Wix provides technology that makes it simple for everyone to create a stunning, professional, and functional web
presence. It is a cloud-based web development platform that allows users to create HTML5 websites and mobile
sites through the use of a powerful online editor. Wix was founded in 2006, has 36 million registered users from all
around the world, and is growing rapidly.
Overview
This technical case study describes how Wix replicated their services, which are running on their managed data
centers, to Google Cloud Platform to increase availability and improve disaster recovery. Taking advantage of the
features provided by App Engine, Compute Engine, and Cloud Storage, Wix was able to complete the migration in a
very short time. This case study also includes key lessons learned during the migration process.
The Challenge
As a website building and serving platform, we want to provide close to 100% uptime for data serving and protect
our user data against loss. We originally ran our service in one managed hosting environment. To improve data
disaster recovery, we added a second one, running both services in active/active mode. Later, we added a third
data center to run our services in 3x active/active mode.

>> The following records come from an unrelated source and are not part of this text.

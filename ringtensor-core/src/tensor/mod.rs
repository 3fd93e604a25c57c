// src/tensor/mod.rs

use std::sync::Arc;

use crate::coefficient::Ring;
use crate::tensor_data::TensorData;

mod accessors;
mod arithmetic_methods;
pub mod create;
mod debug;
mod inplace_methods;
mod inplace_ops;
pub mod iter_utils;
pub mod nested;
mod reduction_methods;
mod traits;
pub mod utils;
mod view_methods;

// Re-export creation functions to make them public
pub use create::{full, identity, ones, zeros};
pub use nested::NestedSeq;

/// A multi-dimensional array of coefficients from a ring `R`.
///
/// `Tensor` is a cheap handle around `Arc<TensorData<R>>`:
/// 1.  **Shared Ownership:** cloning a `Tensor` clones the handle, not the
///     elements.
/// 2.  **Views:** slicing, permuting, reshaping a contiguous tensor, taking a
///     diagonal or expanding all produce new handles that address the same
///     `Buffer` through different geometry. Writes through any of them are
///     visible through all of them.
///
/// The geometry of a tensor never changes after construction; only element
/// values do (through `set`, `fill`, `assign`).
pub struct Tensor<R: Ring> {
    pub(crate) data: Arc<TensorData<R>>,
}

impl<R: Ring> Tensor<R> {
    /// Wraps freshly built `TensorData` into a new tensor handle.
    pub(crate) fn from_data(data: TensorData<R>) -> Self {
        Tensor {
            data: Arc::new(data),
        }
    }

    /// Read access to the storage and geometry of this tensor.
    pub fn read_data(&self) -> &TensorData<R> {
        &self.data
    }
}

However, we learned that maintaining three cross-data center replicas was much more complex than managing
two, especially with the data centers owned by different ISPs for ISP redundancy. One of the challenges in 3x
active/active mode was database replication. To replicate across three data centers, we had to configure our
MySQL in a ring topology. The ring would break when one data center went down for a long time or failed
completely.
To address this, instead of implementing 3x active/active mode with our current infrastructure, we decided to run
in 2x active/active mode, with the third replica running on an entirely different technology platform. The third
replica also added protection against data poisoning—when a faulty piece of code unintentionally corrupts data
and remains undetected for some time.
Solving the Challenge
We decided to build a full replica of our service on Google Cloud Platform and port all system components to work
efficiently on Google Cloud. This replica would be capable of working as a primary server without dependencies to
the Wix servers in our managed data centers.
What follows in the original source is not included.